# Save towards bigger house or pay off mortgages



## Amand (13 Mar 2014)

Age: 37
Age of spouse:35
Annual gross income from employment: €55,000
Annual gross income of spouse from employment: €60,000
Type of employment: Public sector
Type of employment spouse: Private sector
Expenditure pattern: Pay all bills on time, expenditure rarely exceeds income
Estimate value of home: €100,000
Mortgage on home: €211,000, 27 yr term left- €760.95pm, €73.17 TRS
Mortgage provider: BOI
Type of mortgage: Tracker
Interest Rate: 1.5%
Other borrowings: None
No credit card
Savings: €35,000 in bonds and certs An Post
Pension scheme: I pay €323.23 per 2 weeks, spouse pays €245.21 per month 
Any other properties: Yes, value of house €100,000, mortgage left on house: €145,000, tracker rate of 1.35% with BOI, 20 years left at €653 per month. €600 rental income per month. 
Ages of children: 5, 19 months and one on way
Life Assurance: Both have it
Specific question: Want a bigger house as soon as possible and wonder should we save our money or overpay our mortgages to pay off as soon as possible?
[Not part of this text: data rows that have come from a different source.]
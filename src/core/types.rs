use serde::{Serialize, Deserialize};
use std::fmt;
use std::path::Path;
use std::str::FromStr;
use crate::core::error::{Error, ErrorKind};

/// A normalized word. Equality is plain string equality.
pub type Token = String;

/// Zero-based index into a document's token sequence.
pub type Position = u32;

/// Declared format of the raw bytes handed to the extractor.
#[derive(Debug, Clone, Copy, PartialEq, Eq, Hash, Serialize, Deserialize)]
#[serde(rename_all = "lowercase")]
pub enum DocumentFormat {
    PlainText,
    Docx,
    Xlsx,
    Pdf,
}

impl DocumentFormat {
    pub fn from_extension(extension: &str) -> Option<Self> {
        match extension.trim_start_matches('.').to_ascii_lowercase().as_str() {
            "txt" => Some(DocumentFormat::PlainText),
            "docx" => Some(DocumentFormat::Docx),
            "xlsx" => Some(DocumentFormat::Xlsx),
            "pdf" => Some(DocumentFormat::Pdf),
            _ => None,
        }
    }

    pub fn from_filename(filename: &str) -> Option<Self> {
        Path::new(filename)
            .extension()
            .and_then(|ext| ext.to_str())
            .and_then(Self::from_extension)
    }

    pub fn extension(&self) -> &'static str {
        match self {
            DocumentFormat::PlainText => "txt",
            DocumentFormat::Docx => "docx",
            DocumentFormat::Xlsx => "xlsx",
            DocumentFormat::Pdf => "pdf",
        }
    }
}

/// Parses an extension (`"pdf"`, `".PDF"`) or a file name (`"report.pdf"`).
impl FromStr for DocumentFormat {
    type Err = Error;

    fn from_str(s: &str) -> Result<Self, Self::Err> {
        DocumentFormat::from_extension(s)
            .or_else(|| DocumentFormat::from_filename(s))
            .ok_or_else(|| Error::new(ErrorKind::UnsupportedFormat, format!("unsupported file type '{}'", s)))
    }
}

impl fmt::Display for DocumentFormat {
    fn fmt(&self, f: &mut fmt::Formatter) -> fmt::Result {
        f.write_str(self.extension())
    }
}

#[cfg(test)]
mod tests {
    use super::*;

    #[test]
    fn parsing_reports_unsupported_types() {
        assert_eq!("report.PDF".parse::<DocumentFormat>().unwrap(), DocumentFormat::Pdf);
        assert_eq!(".xlsx".parse::<DocumentFormat>().unwrap(), DocumentFormat::Xlsx);

        let err = "slides.pptx".parse::<DocumentFormat>().unwrap_err();
        assert_eq!(err.kind, ErrorKind::UnsupportedFormat);
        assert!(err.is_extraction_failure());
    }

    #[test]
    fn recognises_supported_extensions() {
        assert_eq!(DocumentFormat::from_filename("report.PDF"), Some(DocumentFormat::Pdf));
        assert_eq!(DocumentFormat::from_filename("notes.txt"), Some(DocumentFormat::PlainText));
        assert_eq!(DocumentFormat::from_extension(".xlsx"), Some(DocumentFormat::Xlsx));
        assert_eq!(DocumentFormat::from_extension("docx"), Some(DocumentFormat::Docx));
    }

    #[test]
    fn rejects_unknown_or_missing_extensions() {
        assert_eq!(DocumentFormat::from_filename("archive.tar.gz"), None);
        assert_eq!(DocumentFormat::from_filename("README"), None);
    }
}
Also, what to do with €35k savings?


----------



## goingforgold (13 Mar 2014)

You are in negative equity on both houses and have relatively modest savings. You need to stay where you are and increase your savings and hopefully in the meantime the market will move to reduce your negative equity.

You are overly exposed to property and would need to sell one or both existing properties before buying again, in my opinion.


----------



## Brendan Burgess (13 Mar 2014)

If I get a chance, I will reply in detail to this later, but this is the most critical bit



> should we save our money or overpay our mortgages to pay off as soon as possible?
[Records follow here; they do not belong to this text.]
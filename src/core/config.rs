use std::env;
use std::str::FromStr;
use std::time::Duration;
use crate::core::error::{Error, ErrorKind, Result};

#[derive(Debug, Clone)]
pub struct Config {
    // Snippet rendering
    pub max_snippets: usize,
    pub context_window: usize,

    // PDF text layer / OCR fallback
    pub min_text_layer_chars: usize,    // OCR runs when the trimmed text layer has fewer chars
    pub ocr_languages: String,
    pub ocr_dpi: u32,
    pub pdftoppm_bin: String,
    pub tesseract_bin: String,

    pub extraction_timeout_secs: u64,

    pub no_document_label: String,
}

impl Default for Config {
    fn default() -> Self {
        Config {
            max_snippets: 5,
            context_window: 15,

            min_text_layer_chars: 50,
            ocr_languages: "ind+eng".to_string(),
            ocr_dpi: 200,
            pdftoppm_bin: "pdftoppm".to_string(),
            tesseract_bin: "tesseract".to_string(),

            extraction_timeout_secs: 120,

            no_document_label: "No document selected.".to_string(),
        }
    }
}

impl Config {
    /// Defaults overlaid with any `DOCDEX_*` environment variables.
    pub fn from_env() -> Result<Self> {
        Self::from_lookup(|key| env::var(key).ok())
    }

    pub(crate) fn from_lookup<F>(lookup: F) -> Result<Self>
    where
        F: Fn(&str) -> Option<String>,
    {
        let mut config = Config::default();

        overlay(&lookup, "DOCDEX_MAX_SNIPPETS", &mut config.max_snippets)?;
        overlay(&lookup, "DOCDEX_CONTEXT_WINDOW", &mut config.context_window)?;
        overlay(&lookup, "DOCDEX_MIN_TEXT_LAYER_CHARS", &mut config.min_text_layer_chars)?;
        overlay(&lookup, "DOCDEX_OCR_DPI", &mut config.ocr_dpi)?;
        overlay(&lookup, "DOCDEX_EXTRACTION_TIMEOUT_SECS", &mut config.extraction_timeout_secs)?;

        if let Some(languages) = lookup("DOCDEX_OCR_LANGUAGES") {
            config.ocr_languages = languages;
        }
        if let Some(bin) = lookup("DOCDEX_PDFTOPPM_BIN") {
            config.pdftoppm_bin = bin;
        }
        if let Some(bin) = lookup("DOCDEX_TESSERACT_BIN") {
            config.tesseract_bin = bin;
        }
        if let Some(label) = lookup("DOCDEX_NO_DOCUMENT_LABEL") {
            config.no_document_label = label;
        }

        Ok(config)
    }

    pub fn extraction_timeout(&self) -> Duration {
        Duration::from_secs(self.extraction_timeout_secs)
    }
}

fn overlay<F, T>(lookup: &F, key: &str, slot: &mut T) -> Result<()>
where
    F: Fn(&str) -> Option<String>,
    T: FromStr,
{
    if let Some(raw) = lookup(key) {
        *slot = raw.trim().parse().map_err(|_| {
            Error::new(ErrorKind::InvalidInput, format!("{} has invalid value '{}'", key, raw))
        })?;
    }
    Ok(())
}

#[cfg(test)]
mod tests {
    use super::*;
    use std::collections::HashMap;

    fn lookup_from(pairs: &[(&str, &str)]) -> impl Fn(&str) -> Option<String> {
        let map: HashMap<String, String> = pairs
            .iter()
            .map(|(k, v)| (k.to_string(), v.to_string()))
            .collect();
        move |key| map.get(key).cloned()
    }

    #[test]
    fn defaults_match_reference_behaviour() {
        let config = Config::default();
        assert_eq!(config.max_snippets, 5);
        assert_eq!(config.context_window, 15);
        assert_eq!(config.min_text_layer_chars, 50);
        assert_eq!(config.ocr_languages, "ind+eng");
    }

    #[test]
    fn environment_overrides_defaults() {
        let config = Config::from_lookup(lookup_from(&[
            ("DOCDEX_MAX_SNIPPETS", "3"),
            ("DOCDEX_OCR_LANGUAGES", "eng"),
        ]))
        .unwrap();

        assert_eq!(config.max_snippets, 3);
        assert_eq!(config.ocr_languages, "eng");
        assert_eq!(config.context_window, 15);
    }

    #[test]
    fn invalid_numbers_are_rejected() {
        let err = Config::from_lookup(lookup_from(&[("DOCDEX_OCR_DPI", "high")])).unwrap_err();
        assert_eq!(err.kind, ErrorKind::InvalidInput);
        assert!(err.context.contains("DOCDEX_OCR_DPI"));
    }
}
use std::io::{Cursor, Read};
use quick_xml::events::BytesStart;
use zip::ZipArchive;
use zip::result::ZipError;
use crate::core::error::{Error, Result};

pub(crate) type Archive<'a> = ZipArchive<Cursor<&'a [u8]>>;

pub(crate) fn open_archive(bytes: &[u8]) -> Result<Archive<'_>> {
    Ok(ZipArchive::new(Cursor::new(bytes))?)
}

pub(crate) fn read_entry(archive: &mut Archive<'_>, name: &str) -> Result<String> {
    read_optional_entry(archive, name)?
        .ok_or_else(|| Error::extraction(format!("archive has no '{}' part", name)))
}

pub(crate) fn read_optional_entry(archive: &mut Archive<'_>, name: &str) -> Result<Option<String>> {
    let mut file = match archive.by_name(name) {
        Ok(file) => file,
        Err(ZipError::FileNotFound) => return Ok(None),
        Err(e) => return Err(e.into()),
    };
    let mut xml = String::new();
    file.read_to_string(&mut xml)
        .map_err(|e| Error::extraction(format!("reading '{}': {}", name, e)))?;
    Ok(Some(xml))
}

/// Value of the attribute whose local name (prefix ignored) is `local`.
pub(crate) fn attribute(element: &BytesStart<'_>, local: &[u8]) -> Result<Option<String>> {
    for attr in element.attributes() {
        let attr = attr.map_err(|e| Error::extraction(format!("malformed XML attribute: {}", e)))?;
        if attr.key.local_name().as_ref() == local {
            return Ok(Some(attr.unescape_value()?.into_owned()));
        }
    }
    Ok(None)
}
You must not overpay your mortgage under any circumstances. Save your money in an ordinary deposit account. 

Bank of Ireland allow borrowers to move their tracker to a new property and keep it for 5 years but at a rate 1.3% higher.  So if you overpay your mortgage now, you will end up borrowing this money back at 4.5% instead of at 2.8%

Furthermore, if you have a lump of cash when you are applying to move your tracker, BoI will be very interested. If you don't have any cash to reduce their overall exposure, they won't be interested. 

BoI has not published their criteria but ptsb has. They insist that a borrower must have 10% of the purchase price of the new property. 

So keep your money.


----------



## Amand (13 Mar 2014)

Thanks goingforgold and Brendan for the advice- would really appreciate a more detailed reply Brendan if u can. Would love to know what we should be aiming to save based on our income or is there a budget I can compare ours to? I keep detailed monthly income and expenditure logs!


----------



## Bronte (14 Mar 2014)

Amand said:


> Expenditure pattern: Pay all bills on time, expenditure rarely exceeds income


 
That's odd, you stating that expenditure rarely exceeds income?
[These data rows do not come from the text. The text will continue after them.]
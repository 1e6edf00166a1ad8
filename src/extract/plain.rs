/// Lossy UTF-8 decode; invalid sequences become U+FFFD, which normalization
/// later strips as non-word characters.
pub fn extract(bytes: &[u8]) -> String {
    String::from_utf8_lossy(bytes).into_owned()
}

#[cfg(test)]
mod tests {
    use super::*;

    #[test]
    fn invalid_bytes_do_not_fail() {
        let text = extract(b"caf\xff\xfe latte");
        assert!(text.starts_with("caf"));
        assert!(text.ends_with(" latte"));
    }
}
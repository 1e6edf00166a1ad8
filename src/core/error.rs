use std::fmt;

#[derive(Debug, Clone, Copy, PartialEq, Eq)]
pub enum ErrorKind {
    Io,
    Extraction,
    UnsupportedFormat,
    MalformedIndex,
    InvalidInput,
    Timeout,
    Internal,
}

#[derive(Debug)]
pub struct Error {
    pub kind: ErrorKind,
    pub context: String,
}

impl Error {
    pub fn new(kind: ErrorKind, context: String) -> Self {
        Error { kind, context }
    }

    pub fn extraction(context: impl Into<String>) -> Self {
        Error::new(ErrorKind::Extraction, context.into())
    }

    pub fn malformed_index(context: impl Into<String>) -> Self {
        Error::new(ErrorKind::MalformedIndex, context.into())
    }

    pub fn is_extraction_failure(&self) -> bool {
        matches!(self.kind, ErrorKind::Extraction | ErrorKind::UnsupportedFormat | ErrorKind::Timeout)
    }
}

impl fmt::Display for Error {
    fn fmt(&self, f: &mut fmt::Formatter) -> fmt::Result {
        write!(f, "{:?}: {}", self.kind, self.context)
    }
}

impl std::error::Error for Error {}

impl From<std::io::Error> for Error {
    fn from(err: std::io::Error) -> Self {
        Error {
            kind: ErrorKind::Io,
            context: err.to_string(),
        }
    }
}

impl From<serde_json::Error> for Error {
    fn from(err: serde_json::Error) -> Self {
        Error {
            kind: ErrorKind::MalformedIndex,
            context: format!("JSON index blob: {}", err),
        }
    }
}

impl From<bincode::Error> for Error {
    fn from(err: bincode::Error) -> Self {
        Error {
            kind: ErrorKind::MalformedIndex,
            context: format!("binary index blob: {}", err),
        }
    }
}

impl From<zip::result::ZipError> for Error {
    fn from(err: zip::result::ZipError) -> Self {
        Error {
            kind: ErrorKind::Extraction,
            context: format!("archive error: {}", err),
        }
    }
}

impl From<quick_xml::Error> for Error {
    fn from(err: quick_xml::Error) -> Self {
        Error {
            kind: ErrorKind::Extraction,
            context: format!("XML error: {}", err),
        }
    }
}

impl From<lopdf::Error> for Error {
    fn from(err: lopdf::Error) -> Self {
        Error {
            kind: ErrorKind::Extraction,
            context: format!("PDF error: {}", err),
        }
    }
}

pub type Result<T> = std::result::Result<T, Error>;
Are you saving a regular amount.

Pensions good

Investment property is fine, just leave it ticking away, all up to date on taxes, PRTB/NPPR etc?

With third child on way I presume this is what is driving the need for a bigger house.  Any chance of an extension?  How about renting your current home and you also renting something more suitable


----------



## Brendan Burgess (14 Mar 2014)

*The investment property is very profitable so keep it 

*Rental income: €7,200 a year
Interest cost:  €2,100(€145k @1.45%) 
Net profit before costs and income tax: €5,000

You are paying almost €6,000 a year in capital off the mortgage, so you are slowly but surely emerging from negative equity. 

*The cost of your home is very, very cheap 
*€211,000 @ 1.5% = €263 per month. 

You are knocking €6,000 a year off the capital. Again, you are slowly but surely emerging from negative equity. 

*If Bank of Ireland approves you for a negative equity mortgage 
*You will be able to retain your tracker for 5 years at an increased margin of 1.5%

Say you borrow an additional €65,000 for the house. 

After the 5 years, you will have a mortgage of €270,000 at an SVR of 4.5%
which would be an interest cost of around €1,000 a month or €750 a month more interest  than you are paying at present. 

Only you can decide if trading up is worth €750 extra a month in interest. 

I have dealt with these matters more systematically in this Key Post
Negative equity tracker - trade up now or wait?

Financially, with €335k  of  net borrowings already and €115k of net negative equity, I think you should focus on reducing  the net borrowing and negative equity. 

*What do you do with your savings in the meantime? 
*As suggested above, do not pay down either of your tracker mortgages. 
Do not put the money anywhere where you can't get it in a hurry or where there are penalties for early encashment. 

After that, it doesn't matter too much. Check out the best buys for lump sums.


----------



## Amand (14 Mar 2014)

Bronte, yep- if we don't have it, we try not to spend it! All prtb, taxes paid on investment property.


----------



## Amand (14 Mar 2014)

Not saving a regular amount for last few months but definately intend to start this again. Yes, would like a bigger garden and no 3 means extra space would be nice, but not essential at the moment so from advice so far, think we'll sit tight for 10 years, save as hard as we can and dont overpay mortgages!


----------



## Amand (14 Mar 2014)

Only you can decide if trading up is worth €750 extra a year in interest. 

Brendan, just wondering if u mean €750 per month, not year? U mention €750 per month earlier in the reply.


----------



## Brendan Burgess (14 Mar 2014)

Yes. I have amended the original post.


----------



## Amand (14 Mar 2014)

Thanks very much for advice


----------